# [TASK DESCRIPTION]
Please quote exactly the lines below from the line containing "write_binary_message(&response).await" to the line containing "Some(err) => tracing::warn!(message", both lines included, and nothing else.

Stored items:
use clap::{Args, Parser, Subcommand, ValueHint};
use dnsq::dns::Overrides;
use dnsq_client::dns::{
    DohMethod, Flags, Message, MessageId, Name, Question, QueryLog, Record, RecordClass, RecordType,
};
use std::fmt::Write;
use std::net::SocketAddr;
use std::path::PathBuf;
use std::process::ExitCode;
use std::time::Duration;
use tokio::io::{AsyncReadExt, AsyncWriteExt};
use tracing::{Instrument, Level};

const DEFAULT_LOG_LEVEL: Level = Level::INFO;
const DEFAULT_RECORD_TYPE: RecordType = RecordType::A;
const DEFAULT_RECORD_CLASS: RecordClass = RecordClass::INET;

/// dnsq: Make DNS queries over UDP, TCP, or HTTPS and read/write binary format DNS messages
#[derive(Debug, Parser)]
#[command(name = "dnsq", version = clap::crate_version!())]
struct DnsqConfig {
    /// Logging verbosity. Allowed values are 'trace', 'debug', 'info', 'warn', and 'error'
    /// (case-insensitive).
    #[arg(long, default_value_t = DEFAULT_LOG_LEVEL)]
    log_level: Level,

    #[command(subcommand)]
    mode: Action,
}

#[derive(Debug, Subcommand)]
enum Action {
    Query(QueryCommand),
    Read(ReadCommand),
    Write(WriteCommand),
}

/// Perform a DNS query and display the result as dig-like text output.
#[derive(Debug, Args)]
struct QueryCommand {
    /// Path to resolv.conf file for loading DNS configuration information. If this file
    /// can't be loaded, default values for DNS configuration are used instead.
    #[arg(long, default_value = default_resolv_conf().into_os_string(), value_hint = ValueHint::FilePath)]
    resolv_conf: PathBuf,

    /// Nameserver to use for DNS queries, overriding whatever nameservers are configured
    /// in resolv.conf.
    #[arg(long, value_hint = ValueHint::Hostname)]
    nameserver: Option<SocketAddr>,

    /// Timeout for each DNS query attempt in seconds, overriding whatever timeout is
    /// configured in resolv.conf.
    #[arg(long)]
    timeout_secs: Option<u64>,

    /// Always use TCP for queries instead of starting with UDP.
    #[arg(long, default_value_t = false)]
    tcp: bool,

    /// DNS-over-HTTPS URL to try before UDP or TCP for the first nameserver. For example
    /// 'https://dns.example/dns-query'.
    #[arg(long, value_hint = ValueHint::Url)]
    doh_url: Option<String>,

    /// HTTP method to use for DNS-over-HTTPS queries. Allowed values are 'get' and 'post'
    /// (case-insensitive).
    #[arg(long, default_value = "post")]
    doh_method: DohMethod,

    /// Advertise this UDP payload size using an EDNS(0) OPT record.
    #[arg(long)]
    edns_size: Option<u16>,

    /// Request DNSSEC records by setting the DO bit. Implies EDNS(0).
    #[arg(long, default_value_t = false)]
    dnssec: bool,

    /// Output query results in raw binary format instead of human-readable
    /// text. NOTE, this may break your terminal and so should probably be piped
    /// to a file.
    #[arg(long, default_value_t = false)]
    raw: bool,

    /// Type of record to request. Supported: A, NS, CNAME, SOA, PTR, MX, TXT, AAAA, SRV, AXFR, ANY.
    #[arg(long, default_value_t = DEFAULT_RECORD_TYPE)]
    rtype: RecordType,

    /// Class of record to request. Supported: INET, CHAOS, HESIOD, NONE, ANY.
    #[arg(long, default_value_t = DEFAULT_RECORD_CLASS)]
    rclass: RecordClass,

    /// Domain name to lookup.
    #[arg(required = true)]
    name: Name,
}

fn default_resolv_conf() -> PathBuf {
    PathBuf::from("/etc/resolv.conf")
}

/// Read a binary format DNS message from standard input and display it as dig-like text output.
#[derive(Debug, Args)]
struct ReadCommand {}

/// Write a binary format DNS message to standard output.
#[derive(Debug, Args)]
struct WriteCommand {
    /// Type of record to request. Supported: A, NS, CNAME, SOA, PTR, MX, TXT, AAAA, SRV, AXFR, ANY.
    #[arg(long, default_value_t = DEFAULT_RECORD_TYPE)]
    rtype: RecordType,

    /// Class of record to request. Supported: INET, CHAOS, HESIOD, NONE, ANY.
    #[arg(long, default_value_t = DEFAULT_RECORD_CLASS)]
    rclass: RecordClass,

    /// Domain name to lookup.
    #[arg(required = true)]
    name: Name,
}

#[tokio::main]
async fn main() -> ExitCode {
    let opts = DnsqConfig::parse();

    let console_subscriber =
        dnsq::tracing::console_subscriber(opts.log_level).expect("failed to setup console logging");
    tracing::subscriber::set_global_default(console_subscriber).expect("failed to initialize console logging");

    match &opts.mode {
        Action::Query(cmd) => run_query(cmd).await,
        Action::Read(cmd) => run_read(cmd).await,
        Action::Write(cmd) => run_write(cmd).await,
    }
}

async fn run_query(cmd: &QueryCommand) -> ExitCode {
    let overrides = Overrides {
        nameserver: cmd.nameserver,
        timeout: cmd.timeout_secs.map(Duration::from_secs),
        tcp: cmd.tcp,
        doh_url: cmd.doh_url.clone(),
        doh_method: cmd.doh_method,
        edns_payload_size: cmd.edns_size,
        dnssec_ok: cmd.dnssec,
    };

    let client = match dnsq::dns::new_client(&cmd.resolv_conf, &overrides)
        .instrument(tracing::span!(Level::INFO, "dns.new_client"))
        .await
    {
        Ok(c) => c,
        Err(e) => {
            tracing::error!(message = "unable to create DNS client", err = %e);
            return ExitCode::FAILURE;
        }
    };

    let msg = new_query(cmd.name.clone(), cmd.rtype, cmd.rclass);
    let (res, log) = client
        .exchange_logged(&msg)
        .instrument(tracing::span!(Level::INFO, "client.exchange"))
        .await;
    log_attempts(&log);

    let response = match res {
        Ok(r) => r,
        Err(e) => {
            tracing::error!(message = "unable to perform DNS query", name = %cmd.name, err = %e);
            return ExitCode::FAILURE;
        }
    };

    if cmd.raw {
        write_binary_message(&response).await
    } else {
        write_text_message(&response).await
    }
}

fn log_attempts(log: &QueryLog) {
    for attempt in log.attempts() {
        match attempt.error() {
            Some(err) => tracing::warn!(message = "query attempt failed", endpoint = %attempt.endpoint(), err = %err),
            None => tracing::debug!(message = "query attempt succeeded", endpoint = %attempt.endpoint()),
        }
    }
}

async fn run_read(_: &ReadCommand) -> ExitCode {
    let mut buf = Vec::new();
    let mut input = tokio::io::stdin();

    if let Err(e) = input.read_to_end(&mut buf).await {
        tracing::error!(message = "unable to read message from stdin", err = %e);
        return ExitCode::FAILURE;
    }

    let msg = match Message::from_bytes(&buf) {
        Ok(m) => m,
        Err(e) => {
            tracing::error!(message = "malformed message", err = %e);
            return ExitCode::FAILURE;
        }
    };

    write_text_message(&msg).await
}

async fn run_write(cmd: &WriteCommand) -> ExitCode {
    let msg = new_query(cmd.name.clone(), cmd.rtype, cmd.rclass);
    write_binary_message(&msg).await
}

fn new_query(name: Name, rtype: RecordType, rclass: RecordClass) -> Message {
    Message::new(MessageId::random(), Flags::default().set_query().set_recursion_desired())
        .add_question(Question::new(name, rtype).set_qclass(rclass))
}

async fn write_binary_message(msg: &Message) -> ExitCode {
    let buf = match msg.to_bytes() {
        Ok(b) => b,
        Err(e) => {
            tracing::error!(message = "unable to encode message to wire format", err = %e);
            return ExitCode::FAILURE;
        }
    };

    let mut out = tokio::io::stdout();
    if let Err(e) = out.write_all(&buf).await {
        tracing::error!(message = "unable to write wire encoded message to stdout", err = %e);
        return ExitCode::FAILURE;
    }

    ExitCode::SUCCESS
}

async fn write_text_message(msg: &Message) -> ExitCode {
    let mut buf = String::new();
    format_header(&mut buf, msg);
    format_opt(&mut buf, msg.opt());
    format_question(&mut buf, msg.questions());
    format_answer(&mut buf, msg.answers());
    format_authority(&mut buf, msg.authority());
    format_extra(&mut buf, msg.extra());

    let mut out = tokio::io::stdout();
    if let Err(e) = out.write_all(buf.as_bytes()).await {
        tracing::error!(message = "unable to write human readable message to stdout", err = %e);
        return ExitCode::FAILURE;
    }

    ExitCode::SUCCESS
}

fn format_header(buf: &mut String, msg: &Message) {
    let _ = writeln!(
        buf,
        ";; >>HEADER<< opcode: {:?}, status: {:?}, id: {}",
        msg.flags().get_op_code(),
        msg.flags().get_response_code(),
        msg.id()
    );
    let _ = writeln!(buf, ";; flags: {:?}", msg.flags());
}

fn format_opt(buf: &mut String, opt: Option<&Record>) {
    if let Some(r) = opt {
        let _ = writeln!(buf, ";; OPT PSEUDOSECTION:");
        let _ = writeln!(
            buf,
            "; EDNS: udp: {}, do: {}",
            r.udp_payload_size().unwrap_or_default(),
            r.dnssec_ok()
        );
    }
}

fn format_question(buf: &mut String, questions: &[Question]) {
    let _ = writeln!(buf, ";; QUESTION SECTION:");
    for q in questions {
        let _ = writeln!(buf, "; {}\t\t\t{}\t{}", q.name(), q.qclass(), q.qtype());
    }
}

fn format_authority(buf: &mut String, records: &[Record]) {
    let _ = writeln!(buf, ";; AUTHORITY SECTION:");
    format_records(buf, records);
}

fn format_answer(buf: &mut String, records: &[Record]) {
    let _ = writeln!(buf, ";; ANSWER SECTION:");
    format_records(buf, records);
}

fn format_extra(buf: &mut String, records: &[Record]) {
    let _ = writeln!(buf, ";; ADDITIONAL SECTION:");
    format_records(buf, records.iter().filter(|r| r.rtype() != RecordType::OPT));
}

fn format_records<'a>(buf: &mut String, records: impl IntoIterator<Item = &'a Record>) {
    for r in records {
        let _ = writeln!(
            buf,
            "{}\t\t{}\t{}\t{}\t{}",
            r.name(),
            r.ttl(),
            r.rclass(),
            r.rtype(),
            r.rdata()
        );
    }
}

# [ANSWER BELOW]
        write_binary_message(&response).await
    } else {
        write_text_message(&response).await
    }
}

fn log_attempts(log: &QueryLog) {
    for attempt in log.attempts() {
        match attempt.error() {
            Some(err) => tracing::warn!(message = "query attempt failed", endpoint = %attempt.endpoint(), err = %err),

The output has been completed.